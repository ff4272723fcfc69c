//! Connector for wallet providers injected into the page.

use crate::bridge::EventBridge;
use crate::fallback::{
	static_chain_id, ChainOutcome, FallbackExecutor, RejectionPolicy, GET_ACCOUNTS, GET_CHAIN_ID,
	IS_AUTHORIZED, REQUEST_AUTHORIZATION,
};
use crate::normalize::{account_count, first_account};
use crate::provider::{InjectedProvider, ProviderSlot, SharedProvider, Vendor};
use async_trait::async_trait;
use connector_types::{
	ChainId, Connector, ConnectorError, ConnectorEvent, ConnectorEventSink, ConnectorOptions,
	ConnectorUpdate, EventChannel, Result,
};
use std::sync::Arc;
use tokio::sync::mpsc::UnboundedReceiver;
use tracing::{debug, info, instrument, warn};

/// Connects a dApp to the provider published in a [`ProviderSlot`].
///
/// The slot is consulted on every call, so a provider installed or withdrawn
/// after construction is picked up immediately.
///
/// Provider calls carry no deadline unless `request_timeout_ms` is set; a
/// hung provider otherwise hangs the calling operation. Requests in flight
/// when `deactivate` runs still complete and return to their caller.
pub struct InjectedConnector {
	slot: ProviderSlot,
	options: ConnectorOptions,
	executor: FallbackExecutor,
	bridge: EventBridge,
}

impl InjectedConnector {
	pub fn new(
		slot: ProviderSlot,
		options: ConnectorOptions,
		sink: Arc<dyn ConnectorEventSink<SharedProvider>>,
	) -> Self {
		let executor = FallbackExecutor::new(options.request_timeout());
		let bridge = EventBridge::new(sink);

		Self {
			slot,
			options,
			executor,
			bridge,
		}
	}

	/// Builds a connector whose notifications are delivered on a channel.
	pub fn with_event_channel(
		slot: ProviderSlot,
		options: ConnectorOptions,
	) -> (Self, UnboundedReceiver<ConnectorEvent<SharedProvider>>) {
		let (sink, receiver) = EventChannel::unbounded();
		(Self::new(slot, options, Arc::new(sink)), receiver)
	}

	pub fn slot(&self) -> &ProviderSlot {
		&self.slot
	}

	pub fn options(&self) -> &ConnectorOptions {
		&self.options
	}

	/// Whether provider events are currently being republished.
	pub fn is_listening(&self) -> bool {
		self.bridge.is_subscribed()
	}

	/// Asks the provider for account access and returns the first account.
	async fn request_authorization(&self, provider: &dyn InjectedProvider) -> Result<Option<String>> {
		let outcome = self
			.executor
			.run(
				provider,
				REQUEST_AUTHORIZATION,
				first_account,
				RejectionPolicy::Escalate,
			)
			.await?;

		match outcome {
			ChainOutcome::Resolved(account) => Ok(Some(account)),
			ChainOutcome::Exhausted {
				last_failure: Some(error),
			} => Err(ConnectorError::from_provider(error)),
			ChainOutcome::Exhausted { last_failure: None } => {
				warn!("provider granted access without reporting an account");
				Ok(None)
			}
		}
	}
}

#[async_trait]
impl Connector for InjectedConnector {
	type Provider = SharedProvider;

	#[instrument(skip(self))]
	async fn activate(&self) -> Result<ConnectorUpdate<SharedProvider>> {
		let provider = self.slot.locate()?;
		info!("Activating injected connector");

		self.bridge.subscribe(&provider);

		// The bridge reports network changes; the vendor reload would race it.
		if Vendor::MetaMask.matches(provider.as_ref()) {
			debug!("disabling MetaMask auto refresh on network change");
			provider.set_auto_refresh_on_network_change(false);
		}

		let account = self.request_authorization(provider.as_ref()).await?;

		let mut update = ConnectorUpdate::new().with_provider(provider);
		update.account = account;
		info!(account = ?update.account, "Injected connector activated");
		Ok(update)
	}

	async fn get_provider(&self) -> Option<SharedProvider> {
		self.slot.current()
	}

	#[instrument(skip(self))]
	async fn get_chain_id(&self) -> Result<Option<ChainId>> {
		let provider = self.slot.locate()?;

		let outcome = self
			.executor
			.run(
				provider.as_ref(),
				GET_CHAIN_ID,
				ChainId::from_value,
				RejectionPolicy::Absorb,
			)
			.await?;

		match outcome {
			ChainOutcome::Resolved(chain_id) => Ok(Some(chain_id)),
			ChainOutcome::Exhausted { .. } => {
				debug!("falling back to static provider properties for chain id");
				let chain_id = static_chain_id(provider.as_ref());
				if chain_id.is_none() {
					warn!("provider reported no chain id");
				}
				Ok(chain_id)
			}
		}
	}

	#[instrument(skip(self))]
	async fn get_account(&self) -> Result<Option<String>> {
		let provider = self.slot.locate()?;

		let outcome = self
			.executor
			.run(
				provider.as_ref(),
				GET_ACCOUNTS,
				first_account,
				RejectionPolicy::Absorb,
			)
			.await?;

		match outcome {
			ChainOutcome::Resolved(account) => Ok(Some(account)),
			ChainOutcome::Exhausted { .. } => {
				warn!("provider reported no account");
				Ok(None)
			}
		}
	}

	fn deactivate(&self) {
		self.bridge.unsubscribe();
		debug!("Injected connector deactivated");
	}

	async fn is_authorized(&self) -> bool {
		let Some(provider) = self.slot.current() else {
			return false;
		};

		let outcome = self
			.executor
			.run(
				provider.as_ref(),
				IS_AUTHORIZED,
				|value| account_count(value).map(|count| count > 0),
				RejectionPolicy::Absorb,
			)
			.await;

		matches!(outcome, Ok(ChainOutcome::Resolved(true)))
	}

	fn supported_chain_ids(&self) -> Option<&[u64]> {
		self.options.supported_chain_ids.as_deref()
	}
}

**About this task**
Reproduce the entries in full, exactly as written.

**Response area**
repository ff4272723fcfc69c
//! Connector for wallet providers injected into the page.

use crate::bridge::EventBridge;
use crate::fallback::{
	static_chain_id, ChainOutcome, FallbackExecutor, RejectionPolicy, GET_ACCOUNTS, GET_CHAIN_ID,
	IS_AUTHORIZED, REQUEST_AUTHORIZATION,
};
use crate::normalize::{account_count, first_account};
use crate::provider::{InjectedProvider, ProviderSlot, SharedProvider, Vendor};
use async_trait::async_trait;
use connector_types::{
	ChainId, Connector, ConnectorError, ConnectorEvent, ConnectorEventSink, ConnectorOptions,
	ConnectorUpdate, EventChannel, Result,
};
use std::sync::Arc;
use tokio::sync::mpsc::UnboundedReceiver;
use tracing::{debug, info, instrument, warn};

/// Connects a dApp to the provider published in a [`ProviderSlot`].
///
/// The slot is consulted on every call, so a provider installed or withdrawn
/// after construction is picked up immediately.
///
/// Provider calls carry no deadline unless `request_timeout_ms` is set; a
/// hung provider otherwise hangs the calling operation. Requests in flight
/// when `deactivate` runs still complete and return to their caller.
pub struct InjectedConnector {
	slot: ProviderSlot,
	options: ConnectorOptions,
	executor: FallbackExecutor,
	bridge: EventBridge,
}

impl InjectedConnector {
	pub fn new(
		slot: ProviderSlot,
		options: ConnectorOptions,
		sink: Arc<dyn ConnectorEventSink<SharedProvider>>,
	) -> Self {
		let executor = FallbackExecutor::new(options.request_timeout());
		let bridge = EventBridge::new(sink);

		Self {
			slot,
			options,
			executor,
			bridge,
		}
	}

	/// Builds a connector whose notifications are delivered on a channel.
	pub fn with_event_channel(
		slot: ProviderSlot,
		options: ConnectorOptions,
	) -> (Self, UnboundedReceiver<ConnectorEvent<SharedProvider>>) {
		let (sink, receiver) = EventChannel::unbounded();
		(Self::new(slot, options, Arc::new(sink)), receiver)
	}

	pub fn slot(&self) -> &ProviderSlot {
		&self.slot
	}

	pub fn options(&self) -> &ConnectorOptions {
		&self.options
	}

	/// Whether provider events are currently being republished.
	pub fn is_listening(&self) -> bool {
		self.bridge.is_subscribed()
	}

	/// Asks the provider for account access and returns the first account.
	async fn request_authorization(&self, provider: &dyn InjectedProvider) -> Result<Option<String>> {
		let outcome = self
			.executor
			.run(
				provider,
				REQUEST_AUTHORIZATION,
				first_account,
				RejectionPolicy::Escalate,
			)
			.await?;

		match outcome {
			ChainOutcome::Resolved(account) => Ok(Some(account)),
			ChainOutcome::Exhausted {
				last_failure: Some(error),
			} => Err(ConnectorError::from_provider(error)),
			ChainOutcome::Exhausted { last_failure: None } => {
				warn!("provider granted access without reporting an account");
				Ok(None)
			}
		}
	}
}

#[async_trait]
impl Connector for InjectedConnector {
	type Provider = SharedProvider;

	#[instrument(skip(self))]
	async fn activate(&self) -> Result<ConnectorUpdate<SharedProvider>> {
		let provider = self.slot.locate()?;
		info!("Activating injected connector");

		self.bridge.subscribe(&provider);

		// The bridge reports network changes; the vendor reload would race it.
		if Vendor::MetaMask.matches(provider.as_ref()) {
			debug!("disabling MetaMask auto refresh on network change");
			provider.set_auto_refresh_on_network_change(false);
		}

		let account = self.request_authorization(provider.as_ref()).await?;

		let mut update = ConnectorUpdate::new().with_provider(provider);
		update.account = account;
		info!(account = ?update.account, "Injected connector activated");
		Ok(update)
	}

	async fn get_provider(&self) -> Option<SharedProvider> {
		self.slot.current()
	}

	#[instrument(skip(self))]
	async fn get_chain_id(&self) -> Result<Option<ChainId>> {
		let provider = self.slot.locate()?;

		let outcome = self
			.executor
			.run(
				provider.as_ref(),
				GET_CHAIN_ID,
				ChainId::from_value,
				RejectionPolicy::Absorb,
			)
			.await?;

		match outcome {
			ChainOutcome::Resolved(chain_id) => Ok(Some(chain_id)),
			ChainOutcome::Exhausted { .. } => {
				debug!("falling back to static provider properties for chain id");
				let chain_id = static_chain_id(provider.as_ref());
				if chain_id.is_none() {
					warn!("provider reported no chain id");
				}
				Ok(chain_id)
			}
		}
	}

	#[instrument(skip(self))]
	async fn get_account(&self) -> Result<Option<String>> {
		let provider = self.slot.locate()?;

		let outcome = self
			.executor
			.run(
				provider.as_ref(),
				GET_ACCOUNTS,
				first_account,
				RejectionPolicy::Absorb,
			)
			.await?;

		match outcome {
			ChainOutcome::Resolved(account) => Ok(Some(account)),
			ChainOutcome::Exhausted { .. } => {
				warn!("provider reported no account");
				Ok(None)
			}
		}
	}

	fn deactivate(&self) {
		self.bridge.unsubscribe();
		debug!("Injected connector deactivated");
	}

	async fn is_authorized(&self) -> bool {
		let Some(provider) = self.slot.current() else {
			return false;
		};

		let outcome = self
			.executor
			.run(
				provider.as_ref(),
				IS_AUTHORIZED,
				|value| account_count(value).map(|count| count > 0),
				RejectionPolicy::Absorb,
			)
			.await;

		matches!(outcome, Ok(ChainOutcome::Resolved(true)))
	}

	fn supported_chain_ids(&self) -> Option<&[u64]> {
		self.options.supported_chain_ids.as_deref()
	}
}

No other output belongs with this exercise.